Many publicly subsidized operators of social welfare services were found recently to have accumulated large amounts of internal reserves. They need to realize that their purpose is not to generate profits, but rather to do their best to utilize their know-how and resources to contribute to improving the well-being of the socially weak, especially low-income people who are not adequately covered by the nation’s social insurance systems.
These nonprofit organizations run such facilities as critical nursing care homes for the aged (tokubetsu yogo rojin home in Japanese or tokuyo for short), day-care service centers for children and support centers for disabled people.
Roughly 19,000 of these organizations across the country are exempt from income and property tax payments. Much of the costs to operate their facilities are covered by government subsidies and compensation paid out of social insurance systems. They enjoy tax-exempt status because they are engaged in activities that, unlike private businesses, will not generate profits but will instead enhance public interest.
Yet, a survey carried out by the health and welfare ministry two years ago at the request of a government panel on administrative reform found that tokuyo operators had internal reserves worth some ¥300 million on average. This has raised a question of whether social welfare services operators are really doing what they are expected to do.

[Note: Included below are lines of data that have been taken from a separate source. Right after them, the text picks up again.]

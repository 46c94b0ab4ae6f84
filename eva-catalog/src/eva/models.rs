//! EVA response models.
//!
//! Only the fields the plugin reads are modelled; everything else EVA sends is ignored.

use serde::{Deserialize, Deserializer, Serialize};

/// Product as returned by `SearchProducts` and `GetProductDetail`.
#[derive(Debug, Clone, PartialEq, Serialize, Deserialize)]
pub struct EvaProduct {
    /// Product identifier. EVA sends integers; strings are accepted as well.
    #[serde(deserialize_with = "deserialize_product_id")]
    pub product_id: String,
    /// Display name.
    #[serde(default)]
    pub display_value: Option<String>,
    /// Primary product image.
    #[serde(default)]
    pub primary_image: Option<EvaImage>,
}

/// Image reference on an [`EvaProduct`].
#[derive(Debug, Clone, Default, PartialEq, Eq, Serialize, Deserialize)]
pub struct EvaImage {
    /// Public image URL.
    #[serde(default)]
    pub url: Option<String>,
}

/// `SearchProducts` response.
///
/// Items stay raw so one malformed product cannot discard the rest of the page;
/// see [`crate::mapper::map_search_response`].
#[derive(Debug, Clone, PartialEq, Serialize, Deserialize)]
pub struct EvaSearchResponse {
    /// Matching products, decoded one by one when mapped.
    #[serde(rename = "Products")]
    pub products: Vec<serde_json::Value>,
}

/// `GetProductDetail` response.
#[derive(Debug, Clone, PartialEq, Serialize, Deserialize)]
pub struct EvaDetailResponse {
    /// The product, absent when EVA has no match.
    #[serde(rename = "Result", default)]
    pub result: Option<EvaProduct>,
}

#[derive(Deserialize)]
#[serde(untagged)]
enum RawProductId {
    Text(String),
    Number(serde_json::Number),
}

fn deserialize_product_id<'de, D>(deserializer: D) -> Result<String, D::Error>
where
    D: Deserializer<'de>,
{
    Ok(match RawProductId::deserialize(deserializer)? {
        RawProductId::Text(id) => id,
        RawProductId::Number(id) => id.to_string(),
    })
}
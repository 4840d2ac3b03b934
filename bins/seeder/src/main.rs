//! Demo data seeder for FinTrack.
//!
//! Creates a staff user and a regular user with accounts, a budget for the
//! current month, categories, and a few transactions. Running it twice is a
//! no-op.
//!
//! Usage: cargo run --bin seeder

use chrono::{Datelike, Days, NaiveDate, Utc};
use rust_decimal::Decimal;
use tracing::info;
use uuid::Uuid;

use fintrack_core::auth::hash_password;
use fintrack_db::{
    AccountRepository, BudgetRepository, CategoryRepository, TransactionRepository,
    UserRepository,
    entities::sea_orm_active_enums::TransactionType,
    repositories::{
        account::AccountInput, budget::BudgetInput, category::CategoryInput,
        transaction::TransactionInput, user::CreateUserInput,
    },
};
use sea_orm::DatabaseConnection;

const STAFF_USERNAME: &str = "admin";
const DEMO_USERNAME: &str = "demo";
const DEMO_PASSWORD: &str = "demo-password";

#[tokio::main]
async fn main() -> anyhow::Result<()> {
    dotenvy::dotenv().ok();
    tracing_subscriber::fmt()
        .with_env_filter(
            tracing_subscriber::EnvFilter::try_from_default_env()
                .unwrap_or_else(|_| "seeder=info,fintrack_db=info".into()),
        )
        .init();

    let database_url = std::env::var("DATABASE_URL")
        .or_else(|_| std::env::var("FINTRACK__DATABASE__URL"))
        .map_err(|_| anyhow::anyhow!("DATABASE_URL must be set"))?;

    let db = fintrack_db::connect(&database_url).await?;
    info!("Connected to database");

    let users = UserRepository::new(db.clone());
    if users.username_exists(DEMO_USERNAME).await? {
        info!("Demo data already present, skipping");
        return Ok(());
    }

    seed_user(&users, STAFF_USERNAME, "Site", "Admin", true).await?;
    let demo_id = seed_user(&users, DEMO_USERNAME, "Demo", "User", false).await?;
    seed_finances(&db, demo_id).await?;

    info!(username = DEMO_USERNAME, "Seeding complete");
    Ok(())
}

async fn seed_user(
    users: &UserRepository,
    username: &str,
    first_name: &str,
    last_name: &str,
    is_staff: bool,
) -> anyhow::Result<Uuid> {
    let user = users
        .create(CreateUserInput {
            username: username.to_string(),
            email: format!("{username}@fintrack.local"),
            password_hash: hash_password(DEMO_PASSWORD)?,
            first_name: first_name.to_string(),
            last_name: last_name.to_string(),
            is_staff,
        })
        .await?;

    info!(user_id = %user.id, username, is_staff, "Created user");
    Ok(user.id)
}

fn current_month(today: NaiveDate) -> (NaiveDate, NaiveDate) {
    let start = today.with_day(1).unwrap_or(today);
    let end = start
        .checked_add_months(chrono::Months::new(1))
        .and_then(|next| next.checked_sub_days(Days::new(1)))
        .unwrap_or(start);
    (start, end)
}

async fn seed_finances(db: &DatabaseConnection, user_id: Uuid) -> anyhow::Result<()> {
    let accounts = AccountRepository::new(db.clone());
    let checking = accounts
        .create(
            user_id,
            AccountInput {
                name: "Checking".to_string(),
                balance: Decimal::new(250_000, 2),
            },
        )
        .await?;
    accounts
        .create(
            user_id,
            AccountInput {
                name: "Savings".to_string(),
                balance: Decimal::new(1_000_000, 2),
            },
        )
        .await?;

    let (start_date, end_date) = current_month(Utc::now().date_naive());
    let groceries_budget = BudgetRepository::new(db.clone())
        .create(
            user_id,
            BudgetInput {
                account_id: checking.id,
                name: "Monthly Groceries".to_string(),
                total_amount: Decimal::new(60_000, 2),
                spent_amount: Decimal::ZERO,
                start_date,
                end_date,
            },
        )
        .await?;

    let categories = CategoryRepository::new(db.clone());
    let groceries = categories
        .create(
            user_id,
            CategoryInput {
                name: "Groceries".to_string(),
                description: Some("Supermarket and market runs".to_string()),
                budget_id: Some(groceries_budget.id),
            },
        )
        .await?;
    let salary = categories
        .create(
            user_id,
            CategoryInput {
                name: "Salary".to_string(),
                description: None,
                budget_id: None,
            },
        )
        .await?;

    let transactions = TransactionRepository::new(db.clone());
    let entries = [
        (salary.id, TransactionType::Deposit, Decimal::new(300_000, 2), "Monthly salary"),
        (groceries.id, TransactionType::Withdrawal, Decimal::new(8_540, 2), "Weekly shop"),
        (groceries.id, TransactionType::Withdrawal, Decimal::new(13_210, 2), "Bulk stock-up"),
    ];
    for (category_id, transaction_type, amount, description) in entries {
        transactions
            .create(
                user_id,
                TransactionInput {
                    account_id: checking.id,
                    category_id: Some(category_id),
                    transaction_type,
                    amount,
                    description: description.to_string(),
                },
            )
            .await?;
    }

    info!(%user_id, "Seeded accounts, budget, categories and transactions");
    Ok(())
}
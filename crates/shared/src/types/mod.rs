//! Common types used across the application.

pub mod money;
pub mod pagination;

pub use money::format_currency;
pub use pagination::{PageMeta, PageRequest, PageResponse};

In the case of tokuyo operators, much of their incomes comes from compensation paid out of the nursing care insurance system for the services they provide. In many cases, the operators have set aside the reserves to pay for repairs and reconstruction of facilities, but some operators were found to have accumulated large amounts of reserves whose purposes were not entirely made clear.
The Abe administration’s deregulation panel has demanded that social welfare services operators disclose their financial statements and their managers’ salaries. It also has called on the health ministry to ease the rules so that private businesses will be allowed to run tokuyo homes. Currently only local governments and social welfare services organizations are allowed to operate tokuyo.
It is easy to see that behind the panel’s demand is the business community’s interest in operating welfare services. But companies need to earn profits and pay dividends to shareholders. The operation of tokuyo homes is not for profit.
Serious social and ethical problems could result if businesses launched tokuyo homes and then withdrew from the operations on the grounds that they were not generating enough profits. Special attention should be paid to the fact that more than 50 percent of tokuyo occupants are low-income people who live with physical or mental conditions that require special nursing care.
While the entry of private businesses into the sector could be problematic, the current operators of social welfare services for their part need to improve accountability. Some officials of these operators were found unable to correctly read financial statements, while some operators do not have their own websites — even though they are now required to put their financial statements on the Web.
Some operators apparently intend to profit on the compensation payments from the nursing care insurance system — forgetful of their duty to contribute to improving the welfare services in local communities. This is unpardonable.
Operators of social welfare services should not forget that their duty includes supporting needy people who drop through the social security nets such as public livelihood protection, unemployment insurance, children’s welfare services and nursing care insurance. Officials and employees must remember their mission and strive to improve their capabilities as professionals who shore up Japan’s social welfare system.